C'était aussi aux soins de don Roberto qu'était due la mise en état de cette chambre, ancienne salle de tribunal secret abandonnée en même temps que la salle de torture. Elle n'avait rien de particulier que son absence complète de communication avec le jour; tout son mobilier se composait d'une table couverte d'un tapis vert, éclairée par deux candélabres à cinq branches, et sur laquelle se trouvaient du papier, de l'encre et des plumes.
Un fauteuil tenait le milieu de cette table, et, de l'autre côté, avait en face de lui la sellette du prévenu; à côté de cette grande table, que l'on pouvait appeler la table d'honneur, et qui était évidemment réservée au juge, était une petite table destinée au greffier.

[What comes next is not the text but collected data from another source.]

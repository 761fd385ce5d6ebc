//! In-memory authoritative registry, kept consistent with the store.

use crate::todo::{
    domain::{DueDate, Status, Todo, TodoDomainError, TodoId, UpdateTodo},
    ports::{TodoStore, TodoStoreError},
};
use std::collections::BTreeMap;
use std::future::Future;
use std::sync::Arc;
use thiserror::Error;
use tokio::sync::RwLock;

/// Service-level errors for todo operations.
#[derive(Debug, Clone, Error)]
pub enum TodoServiceError {
    /// Input validation failed.
    #[error(transparent)]
    Domain(#[from] TodoDomainError),

    /// The referenced todo does not exist. The absence is definitive; the
    /// caller must not retry.
    #[error("todo {0} does not exist")]
    NotFound(TodoId),

    /// The underlying store operation failed. Mutations abort wholesale
    /// and leave registry state unchanged.
    #[error(transparent)]
    Store(#[from] TodoStoreError),

    /// The store returned an identifier the registry cannot resolve.
    /// Registry and store are guaranteed to agree, so this indicates a
    /// defect and is never recovered from.
    #[error("registry and store disagree on todo {0}")]
    Inconsistent(TodoId),
}

/// Result type for todo service operations.
pub type TodoServiceResult<T> = Result<T, TodoServiceError>;

#[derive(Debug)]
struct RegistryState {
    last_id: TodoId,
    todos: BTreeMap<TodoId, Todo>,
}

impl Default for RegistryState {
    fn default() -> Self {
        Self {
            last_id: TodoId::from_raw(0),
            todos: BTreeMap::new(),
        }
    }
}

/// In-memory authoritative todo collection for the process lifetime.
///
/// The registry owns the monotonic identifier counter and mediates every
/// read and write. Mutations take the writer half of a single `RwLock`
/// and hold it across the store write, so no observer can see the store
/// and the in-memory collection disagree. The counter only advances after
/// the store accepts the insert, and is never rewound, so identifiers are
/// not reused even after deletion.
#[derive(Debug)]
pub struct TodoRegistry<S: TodoStore> {
    store: Arc<S>,
    state: RwLock<RegistryState>,
}

impl<S: TodoStore> TodoRegistry<S> {
    /// Creates an empty registry over the given store.
    #[must_use]
    pub fn new(store: Arc<S>) -> Self {
        Self {
            store,
            state: RwLock::new(RegistryState::default()),
        }
    }

    /// Rebuilds a registry from rows that survived a previous process,
    /// resuming the identifier counter past the highest stored id.
    ///
    /// # Errors
    ///
    /// Returns [`TodoServiceError::Store`] when the store read fails.
    pub async fn restore(store: Arc<S>) -> TodoServiceResult<Self> {
        let mut state = RegistryState::default();
        for todo in store.all().await? {
            state.last_id = state.last_id.max(todo.id());
            state.todos.insert(todo.id(), todo);
        }
        Ok(Self {
            store,
            state: RwLock::new(state),
        })
    }

    /// Returns the store this registry writes through.
    #[must_use]
    pub const fn store(&self) -> &Arc<S> {
        &self.store
    }

    /// Normalises the inputs, assigns the next identifier, and records the
    /// todo in the store and the in-memory collection.
    ///
    /// # Errors
    ///
    /// Returns [`TodoServiceError::Domain`] on unparseable date or empty
    /// status, or [`TodoServiceError::Store`] when the insert fails, in
    /// which case neither the counter nor the collection has changed.
    pub async fn create(
        &self,
        description: impl Into<String> + Send,
        due_raw: &str,
        status_raw: &str,
    ) -> TodoServiceResult<Todo> {
        let due = DueDate::parse(due_raw)?;
        let status = Status::normalized(status_raw)?;

        let mut state = self.state.write().await;
        let id = state.last_id.next();
        let todo = Todo::from_parts(id, description, due, status);
        self.store.insert(&todo).await?;
        state.last_id = id;
        state.todos.insert(id, todo.clone());
        Ok(todo)
    }

    /// Returns the todo with the given identifier.
    ///
    /// # Errors
    ///
    /// Returns [`TodoServiceError::NotFound`] when no such todo exists.
    pub async fn get(&self, id: TodoId) -> TodoServiceResult<Todo> {
        let state = self.state.read().await;
        state
            .todos
            .get(&id)
            .cloned()
            .ok_or(TodoServiceError::NotFound(id))
    }

    /// Merges the supplied fields onto the existing record, normalising
    /// any supplied date or status; absent fields keep their prior values.
    ///
    /// # Errors
    ///
    /// Returns [`TodoServiceError::NotFound`] when no such todo exists,
    /// [`TodoServiceError::Domain`] when a supplied field fails
    /// normalisation, or [`TodoServiceError::Store`] when persisting the
    /// merged record fails; state is unchanged on every error path.
    pub async fn update(&self, id: TodoId, update: UpdateTodo) -> TodoServiceResult<Todo> {
        let mut state = self.state.write().await;
        let merged = state
            .todos
            .get(&id)
            .ok_or(TodoServiceError::NotFound(id))?
            .merged(update)?;
        self.store.update(&merged).await?;
        state.todos.insert(id, merged.clone());
        Ok(merged)
    }

    /// Overwrites only the status field, bypassing capitalisation.
    ///
    /// Unlike `create` and `update`, the text is stored exactly as given.
    ///
    /// # Errors
    ///
    /// Returns [`TodoServiceError::NotFound`] when no such todo exists, or
    /// [`TodoServiceError::Store`] when persisting fails.
    pub async fn change_status(
        &self,
        id: TodoId,
        status_raw: impl Into<String> + Send,
    ) -> TodoServiceResult<Todo> {
        let mut state = self.state.write().await;
        let mut todo = state
            .todos
            .get(&id)
            .cloned()
            .ok_or(TodoServiceError::NotFound(id))?;
        todo.set_status(Status::verbatim(status_raw));
        self.store.update(&todo).await?;
        state.todos.insert(id, todo.clone());
        Ok(todo)
    }

    /// Removes the todo from the store and the in-memory collection.
    ///
    /// # Errors
    ///
    /// Returns [`TodoServiceError::NotFound`] when no such todo exists, or
    /// [`TodoServiceError::Store`] when the store delete fails, in which
    /// case the in-memory record is retained.
    pub async fn delete(&self, id: TodoId) -> TodoServiceResult<()> {
        let mut state = self.state.write().await;
        if !state.todos.contains_key(&id) {
            return Err(TodoServiceError::NotFound(id));
        }
        self.store.delete(id).await?;
        state.todos.remove(&id);
        Ok(())
    }

    /// Returns all todos in creation (identifier) order.
    pub async fn list(&self) -> Vec<Todo> {
        let state = self.state.read().await;
        state.todos.values().cloned().collect()
    }

    /// Runs an identifier-set fetch against the store and resolves the
    /// result from the in-memory collection as one step under the read
    /// lock, so a view can never interleave with an in-flight mutation.
    ///
    /// # Errors
    ///
    /// Returns [`TodoServiceError::Inconsistent`] when the fetch yields
    /// an identifier the collection cannot resolve; with mutations locked
    /// out for the duration, that indicates real registry/store
    /// divergence rather than a racing write.
    pub async fn resolve_view<F, Fut>(&self, fetch_ids: F) -> TodoServiceResult<Vec<Todo>>
    where
        F: FnOnce(Arc<S>) -> Fut + Send,
        Fut: Future<Output = Vec<TodoId>> + Send,
    {
        let state = self.state.read().await;
        let ids = fetch_ids(Arc::clone(&self.store)).await;
        ids.into_iter()
            .map(|id| {
                state
                    .todos
                    .get(&id)
                    .cloned()
                    .ok_or(TodoServiceError::Inconsistent(id))
            })
            .collect()
    }

    /// Wipes the store and the in-memory collection. The identifier
    /// counter keeps its position so cleared identifiers are not reused.
    ///
    /// # Errors
    ///
    /// Returns [`TodoServiceError::Store`] when the store wipe fails, in
    /// which case the in-memory collection is retained.
    pub async fn clear(&self) -> TodoServiceResult<()> {
        let mut state = self.state.write().await;
        self.store.delete_all().await?;
        state.todos.clear();
        Ok(())
    }
}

Au-dessus du juge était un grand crucifix taillé dans un tronc de chêne et qu'on eût dit sorti de l'âpre ciseau de Michel-Ange, tant sa rude physionomie laissait celui qui le regardait dans le doute s'il avait été mis là pour soutenir l'innocent ou effrayer le coupable.
Une lampe descendant du plafond éclairait cette terrible agonie, qui semblait, non pas celle de Jésus expirant avec le mot pardon sur la bouche, mais celle du mauvais larron, rendant son dernier soupir dans un dernier blasphème.

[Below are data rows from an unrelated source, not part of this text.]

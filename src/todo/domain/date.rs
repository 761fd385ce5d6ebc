//! Canonical due-date representation and loose date parsing.

use super::TodoDomainError;
use chrono::NaiveDate;
use serde::{Deserialize, Serialize};
use std::fmt;

/// Calendar date stored and compared in canonical `YYYY-MM-DD` form.
///
/// Human-entered dates are normalised through [`DueDate::parse`] at every
/// point a date enters the system; stored data is already canonical and is
/// never re-parsed at query time.
#[derive(Debug, Clone, Copy, PartialEq, Eq, PartialOrd, Ord, Hash, Serialize, Deserialize)]
#[serde(transparent)]
pub struct DueDate(NaiveDate);

impl DueDate {
    /// Parses a loosely-formatted date string into a canonical date.
    ///
    /// Accepts `-`, `.`, and `/` as separators. A 4-digit first segment is
    /// read as year-month-day; anything else is read as day-month-year
    /// (day-first). Parsing is idempotent on already-canonical input.
    ///
    /// # Errors
    ///
    /// Returns [`TodoDomainError::InvalidDateFormat`] when the input does
    /// not split into three numeric segments or names an impossible
    /// calendar date.
    pub fn parse(raw: &str) -> Result<Self, TodoDomainError> {
        let invalid = || TodoDomainError::InvalidDateFormat(raw.to_owned());

        let mut segments = raw.trim().split(['-', '.', '/']);
        let (Some(first), Some(second), Some(third), None) = (
            segments.next(),
            segments.next(),
            segments.next(),
            segments.next(),
        ) else {
            return Err(invalid());
        };

        let (year_text, month_text, day_text) = if first.len() == 4 {
            (first, second, third)
        } else {
            (third, second, first)
        };

        let year: i32 = year_text.parse().map_err(|_| invalid())?;
        let month: u32 = month_text.parse().map_err(|_| invalid())?;
        let day: u32 = day_text.parse().map_err(|_| invalid())?;

        NaiveDate::from_ymd_opt(year, month, day)
            .map(Self)
            .ok_or_else(invalid)
    }

    /// Wraps an already-validated calendar date.
    #[must_use]
    pub const fn from_date(date: NaiveDate) -> Self {
        Self(date)
    }

    /// Returns the wrapped calendar date.
    #[must_use]
    pub const fn date(self) -> NaiveDate {
        self.0
    }
}

impl fmt::Display for DueDate {
    fn fmt(&self, f: &mut fmt::Formatter<'_>) -> fmt::Result {
        // NaiveDate renders as ISO 8601 `YYYY-MM-DD`, the canonical form.
        write!(f, "{}", self.0)
    }
}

Le procureur fiscal avait jusque-là tout examiné en silence, et don Roberto, n'entendant point sortir de sa bouche l'éloge qu'il se croyait en droit d'espérer, attendait avec inquiétude une marque de satisfaction quelconque; cette marque de satisfaction, pour s'être fait attendre, n'en fut que plus flatteuse. Vanni fit hautement l'éloge de toute cette lugubre mise en scène, et promit au digne commandant que la reine serait informée du zèle qu'il avait déployé pour son service.
Encouragé par l'éloge d'un homme si expert en pareille matière, don Roberto exprima le timide désir que la reine vînt un jour visiter le château Saint-Elme et voir de ses propres yeux cette magnifique salle de tortures, bien autrement curieuse, à son avis, que le musée de Capodimonte; mais, quelque crédit que Vanni eût près de Sa Majesté, il n'osa promettre cette faveur royale au digne gouverneur, qui, en poussant un soupir de regret, fut forcé de s'en tenir à la certitude qu'un récit exact serait fait à la reine, et de la peine qu'il s'était donnée et du succès qu'il avait obtenu.
—Et maintenant, mon cher commandant, dit Vanni, remontez et envoyez-moi le prisonnier sans fers, mais sous bonne escorte; j'espère que l'aspect de cette salle l'amènera naturellement à des idées plus raisonnables que celles où il s'est égaré jusqu'ici. Il va sans dire, ajouta Vanni d'un air dégagé, que, si cela vous intéresse de voir donner la torture, vous pouvez, de votre personne, accompagner le prisonnier. Il sera peut-être intéressant, pour un homme d'intelligence comme vous, d'étudier la manière dont je dirigerai cette opération.
Don Roberto exprima au procureur fiscal, en termes chaleureux, sa reconnaissance de la permission qui lui était donnée et dont il déclara vouloir profiter avec bonheur. Et, saluant jusqu'à terre le procureur fiscal, il sortit pour obéir à l'ordre qu'il venait d'en recevoir.